- Work instructions -
Please keep to the lines below from the one with "Personnel experience tier" through the one with "fn text_matches<'s>(&self, fields: impl", and restate them word for word, ends included.

# # #

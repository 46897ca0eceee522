//! Differences between the current and future chart of a factory

use orgd_model::{NodeId, PersonId, RoleId};
use orgd_store::OrgChart;
use serde::{Deserialize, Serialize};
use std::collections::{BTreeMap, BTreeSet};

/// Kind of difference
#[derive(Debug, Clone, Copy, PartialEq, Eq, Serialize, Deserialize)]
#[serde(rename_all = "snake_case")]
pub enum DiffStatus {
    /// Only in the future chart
    Added,
    /// Only in the current chart
    Removed,
    /// In both, with different content
    Changed,
}

impl std::fmt::Display for DiffStatus {
    fn fmt(&self, f: &mut std::fmt::Formatter<'_>) -> std::fmt::Result {
        f.write_str(match self {
            DiffStatus::Added => "added",
            DiffStatus::Removed => "removed",
            DiffStatus::Changed => "changed",
        })
    }
}

/// Difference for one node
#[derive(Debug, Clone, PartialEq, Eq, Serialize)]
#[serde(rename_all = "camelCase")]
pub struct NodeDiff {
    /// Node
    pub node: NodeId,
    /// Kind of difference
    pub status: DiffStatus,
    /// Future title, or current title for removed nodes
    pub title: String,
    /// Previous title when it changed
    #[serde(skip_serializing_if = "Option::is_none")]
    pub previous_title: Option<String>,
    /// Roles placed in the future only
    pub roles_added: Vec<RoleId>,
    /// Roles placed currently only
    pub roles_removed: Vec<RoleId>,
    /// People placed in the future only
    pub personnel_added: Vec<PersonId>,
    /// People placed currently only
    pub personnel_removed: Vec<PersonId>,
}

/// Difference for one catalogue role
#[derive(Debug, Clone, PartialEq, Eq, Serialize)]
#[serde(rename_all = "camelCase")]
pub struct RoleDiff {
    /// Role
    pub role: RoleId,
    /// Kind of difference
    pub status: DiffStatus,
    /// Role title
    pub title: String,
}

/// A person whose set of nodes differs between phases
#[derive(Debug, Clone, PartialEq, Eq, Serialize)]
#[serde(rename_all = "camelCase")]
pub struct PersonnelMove {
    /// Person
    pub person: PersonId,
    /// Display name
    pub name: String,
    /// Nodes sat on currently
    pub from: Vec<NodeId>,
    /// Nodes sat on in the future
    pub to: Vec<NodeId>,
}

/// Current-to-future differences
#[derive(Debug, Clone, Default, PartialEq, Eq, Serialize)]
#[serde(rename_all = "camelCase")]
pub struct PhaseDiff {
    /// Node differences, current node order then added nodes
    pub nodes: Vec<NodeDiff>,
    /// Role catalogue differences
    pub roles: Vec<RoleDiff>,
    /// Personnel moves, current personnel order then newcomers
    pub moves: Vec<PersonnelMove>,
}

impl PhaseDiff {
    /// Whether the phases are equivalent
    #[must_use]
    pub fn is_empty(&self) -> bool {
        self.nodes.is_empty() && self.roles.is_empty() && self.moves.is_empty()
    }

    /// Node differences of one kind
    pub fn nodes_with(&self, status: DiffStatus) -> impl Iterator<Item = &NodeDiff> {
        self.nodes.iter().filter(move |d| d.status == status)
    }
}

fn only_in<T: Ord + Clone>(left: &[T], right: &[T]) -> Vec<T> {
    let right: BTreeSet<&T> = right.iter().collect();
    left.iter().filter(|x| !right.contains(x)).cloned().collect()
}

fn seats(chart: &OrgChart) -> BTreeMap<&PersonId, Vec<NodeId>> {
    let mut seats: BTreeMap<&PersonId, Vec<NodeId>> = BTreeMap::new();
    for node in &chart.nodes {
        for person in &node.personnel_ids {
            let list = seats.entry(person).or_default();
            if !list.contains(&node.id) {
                list.push(node.id.clone());
            }
        }
    }
    seats
}

fn diff_nodes(current: &OrgChart, future: &OrgChart) -> Vec<NodeDiff> {
    let mut diffs = Vec::new();

    for before in &current.nodes {
        match future.node(&before.id) {
            None => diffs.push(NodeDiff {
                node: before.id.clone(),
                status: DiffStatus::Removed,
                title: before.title.clone(),
                previous_title: None,
                roles_added: Vec::new(),
                roles_removed: before.role_ids.clone(),
                personnel_added: Vec::new(),
                personnel_removed: before.personnel_ids.clone(),
            }),
            Some(after) => {
                let diff = NodeDiff {
                    node: before.id.clone(),
                    status: DiffStatus::Changed,
                    title: after.title.clone(),
                    previous_title: (before.title != after.title).then(|| before.title.clone()),
                    roles_added: only_in(&after.role_ids, &before.role_ids),
                    roles_removed: only_in(&before.role_ids, &after.role_ids),
                    personnel_added: only_in(&after.personnel_ids, &before.personnel_ids),
                    personnel_removed: only_in(&before.personnel_ids, &after.personnel_ids),
                };
                let changed = diff.previous_title.is_some()
                    || !diff.roles_added.is_empty()
                    || !diff.roles_removed.is_empty()
                    || !diff.personnel_added.is_empty()
                    || !diff.personnel_removed.is_empty();
                if changed {
                    diffs.push(diff);
                }
            }
        }
    }

    for after in &future.nodes {
        if current.node(&after.id).is_none() {
            diffs.push(NodeDiff {
                node: after.id.clone(),
                status: DiffStatus::Added,
                title: after.title.clone(),
                previous_title: None,
                roles_added: after.role_ids.clone(),
                roles_removed: Vec::new(),
                personnel_added: after.personnel_ids.clone(),
                personnel_removed: Vec::new(),
            });
        }
    }

    diffs
}

fn diff_roles(current: &OrgChart, future: &OrgChart) -> Vec<RoleDiff> {
    let mut diffs = Vec::new();
    for before in &current.roles {
        match future.role(&before.id) {
            None => diffs.push(RoleDiff {
                role: before.id.clone(),
                status: DiffStatus::Removed,
                title: before.title.clone(),
            }),
            Some(after) if after != before => diffs.push(RoleDiff {
                role: before.id.clone(),
                status: DiffStatus::Changed,
                title: after.title.clone(),
            }),
            Some(_) => {}
        }
    }
    for after in &future.roles {
        if current.role(&after.id).is_none() {
            diffs.push(RoleDiff {
                role: after.id.clone(),
                status: DiffStatus::Added,
                title: after.title.clone(),
            });
        }
    }
    diffs
}

fn diff_moves(current: &OrgChart, future: &OrgChart) -> Vec<PersonnelMove> {
    let before = seats(current);
    let after = seats(future);

    let mut people: Vec<(&PersonId, &str)> = Vec::new();
    let mut listed = BTreeSet::new();
    for person in current.personnel.iter().chain(&future.personnel) {
        if listed.insert(&person.id) {
            people.push((&person.id, person.name.as_str()));
        }
    }
    // Seated ids with no personnel record still move
    for id in before.keys().chain(after.keys()) {
        if listed.insert(*id) {
            people.push((*id, id.as_str()));
        }
    }

    people
        .into_iter()
        .filter_map(|(id, name)| {
            let from = before.get(id).cloned().unwrap_or_default();
            let to = after.get(id).cloned().unwrap_or_default();
            let same: bool = from.iter().collect::<BTreeSet<_>>() == to.iter().collect::<BTreeSet<_>>();
            (!same).then(|| PersonnelMove {
                person: id.clone(),
                name: name.to_string(),
                from,
                to,
            })
        })
        .collect()
}

/// Compare two charts, normally a factory's current and future phase
#[must_use]
pub fn phase_diff(current: &OrgChart, future: &OrgChart) -> PhaseDiff {
    let diff = PhaseDiff {
        nodes: diff_nodes(current, future),
        roles: diff_roles(current, future),
        moves: diff_moves(current, future),
    };
    tracing::debug!(
        nodes = diff.nodes.len(),
        roles = diff.roles.len(),
        moves = diff.moves.len(),
        "computed phase diff"
    );
    diff
}
//! Text search and filtering over one chart

use crate::store::OrgStore;
use orgd_matching::NodeAssignment;
use orgd_model::{AvailabilityStatus, ExperienceTier, FactoryId, Node, Person, Phase, Role};
use serde::Serialize;

/// Search criteria; every set criterion must hold
#[derive(Debug, Clone, Default, PartialEq)]
pub struct SearchQuery {
    /// Case-insensitive substring, lowercased by [`SearchQuery::with_text`]
    pub text: Option<String>,
    /// Personnel availability
    pub availability: Option<AvailabilityStatus>,
    /// Personnel experience tier
    pub experience: Option<ExperienceTier>,
    /// Role department (case-insensitive); nodes match through their roles
    pub department: Option<String>,
    /// Only vacant nodes
    pub vacant_only: bool,
}

impl SearchQuery {
    /// Match everything
    #[inline]
    #[must_use]
    pub fn new() -> Self {
        Self::default()
    }

    /// With text
    #[must_use]
    pub fn with_text(mut self, text: impl Into<String>) -> Self {
        let text = text.into();
        self.text = (!text.trim().is_empty()).then(|| text.trim().to_lowercase());
        self
    }

    /// With availability filter
    #[inline]
    #[must_use]
    pub fn with_availability(mut self, availability: AvailabilityStatus) -> Self {
        self.availability = Some(availability);
        self
    }

    /// With experience filter
    #[inline]
    #[must_use]
    pub fn with_experience(mut self, experience: ExperienceTier) -> Self {
        self.experience = Some(experience);
        self
    }

    /// With department filter
    #[must_use]
    pub fn with_department(mut self, department: impl Into<String>) -> Self {
        self.department = Some(department.into());
        self
    }

    /// Only vacant nodes
    #[inline]
    #[must_use]
    pub fn vacant_only(mut self) -> Self {
        self.vacant_only = true;
        self
    }

    fn text_matches<'s>(&self, fields: impl IntoIterator<Item = &'s str>) -> bool {
        match &self.text {
            None => true,
            Some(needle) => fields
                .into_iter()
                .any(|field| field.to_lowercase().contains(needle.as_str())),
        }
    }

    fn department_matches(&self, department: &str) -> bool {
        self.department
            .as_deref()
            .map_or(true, |wanted| {
                wanted.trim().to_lowercase() == department.trim().to_lowercase()
            })
    }

    fn person_matches(&self, person: &Person) -> bool {
        self.availability
            .as_ref()
            .map_or(true, |a| *a == person.availability)
            && self
                .experience
                .as_ref()
                .map_or(true, |e| *e == person.experience)
            && self.text_matches(
                [person.name.as_str(), person.current_role.as_str()]
                    .into_iter()
                    .chain(person.skills.iter().map(String::as_str)),
            )
    }

    fn role_matches(&self, role: &Role) -> bool {
        self.department_matches(&role.department)
            && self.text_matches(
                [role.title.as_str(), role.department.as_str()]
                    .into_iter()
                    .chain(role.skills.iter().map(String::as_str)),
            )
    }

    fn filters_personnel(&self) -> bool {
        self.availability.is_some() || self.experience.is_some()
    }

    fn filters_roles(&self) -> bool {
        self.department.is_some()
    }
}

/// Matching entities, each in collection order
#[derive(Debug, Clone, Default, Serialize)]
pub struct SearchResults<'a> {
    /// Matching roles
    pub roles: Vec<&'a Role>,
    /// Matching people
    pub personnel: Vec<&'a Person>,
    /// Matching nodes
    pub nodes: Vec<&'a Node>,
}

impl SearchResults<'_> {
    /// Total hits
    #[must_use]
    pub fn len(&self) -> usize {
        self.roles.len() + self.personnel.len() + self.nodes.len()
    }

    /// Whether nothing matched
    #[must_use]
    pub fn is_empty(&self) -> bool {
        self.len() == 0
    }
}

/// Search roles, personnel and nodes of a chart
///
/// Personnel filters (availability, experience) exclude roles and nodes
/// from the results; role filters (department, vacancy) exclude personnel.
/// A node matches text on its title or on any assigned role or person.
pub fn search<'a>(
    store: &'a OrgStore,
    factory: &FactoryId,
    phase: Phase,
    query: &SearchQuery,
) -> SearchResults<'a> {
    let Some(chart) = store.chart(factory, phase) else {
        return SearchResults::default();
    };

    let personnel = if query.filters_roles() || query.vacant_only {
        Vec::new()
    } else {
        chart.personnel.iter().filter(|p| query.person_matches(p)).collect()
    };

    if query.filters_personnel() {
        return SearchResults {
            personnel,
            ..SearchResults::default()
        };
    }

    let roles = if query.vacant_only {
        Vec::new()
    } else {
        chart.roles.iter().filter(|r| query.role_matches(r)).collect()
    };

    let nodes: Vec<&Node> = chart
        .nodes
        .iter()
        .filter(|node| {
            let assignment = NodeAssignment::resolve(node, &chart.roles, &chart.personnel);
            if query.vacant_only && !assignment.has_vacancy() {
                return false;
            }
            if query.filters_roles()
                && !assignment.roles.iter().any(|r| query.department_matches(&r.department))
            {
                return false;
            }
            query.text_matches([node.title.as_str()])
                || assignment.roles.iter().any(|r| query.text_matches(role_fields(r)))
                || assignment.personnel.iter().any(|p| query.text_matches(person_fields(p)))
        })
        .collect();

    tracing::debug!(
        %factory,
        %phase,
        hits = roles.len() + personnel.len() + nodes.len(),
        "search"
    );

    SearchResults {
        roles,
        personnel,
        nodes,
    }
}

fn role_fields(role: &Role) -> impl Iterator<Item = &str> {
    [role.title.as_str()]
        .into_iter()
        .chain(role.skills.iter().map(String::as_str))
}

fn person_fields(person: &Person) -> impl Iterator<Item = &str> {
    [person.name.as_str()]
        .into_iter()
        .chain(person.skills.iter().map(String::as_str))
}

# # #

- Answer box -
    /// Personnel experience tier
    pub experience: Option<ExperienceTier>,
    /// Role department (case-insensitive); nodes match through their roles
    pub department: Option<String>,
    /// Only vacant nodes
    pub vacant_only: bool,
}

impl SearchQuery {
    /// Match everything
    #[inline]
    #[must_use]
    pub fn new() -> Self {
        Self::default()
    }

    /// With text
    #[must_use]
    pub fn with_text(mut self, text: impl Into<String>) -> Self {
        let text = text.into();
        self.text = (!text.trim().is_empty()).then(|| text.trim().to_lowercase());
        self
    }

    /// With availability filter
    #[inline]
    #[must_use]
    pub fn with_availability(mut self, availability: AvailabilityStatus) -> Self {
        self.availability = Some(availability);
        self
    }

    /// With experience filter
    #[inline]
    #[must_use]
    pub fn with_experience(mut self, experience: ExperienceTier) -> Self {
        self.experience = Some(experience);
        self
    }

    /// With department filter
    #[must_use]
    pub fn with_department(mut self, department: impl Into<String>) -> Self {
        self.department = Some(department.into());
        self
    }

    /// Only vacant nodes
    #[inline]
    #[must_use]
    pub fn vacant_only(mut self) -> Self {
        self.vacant_only = true;
        self
    }

    fn text_matches<'s>(&self, fields: impl IntoIterator<Item = &'s str>) -> bool {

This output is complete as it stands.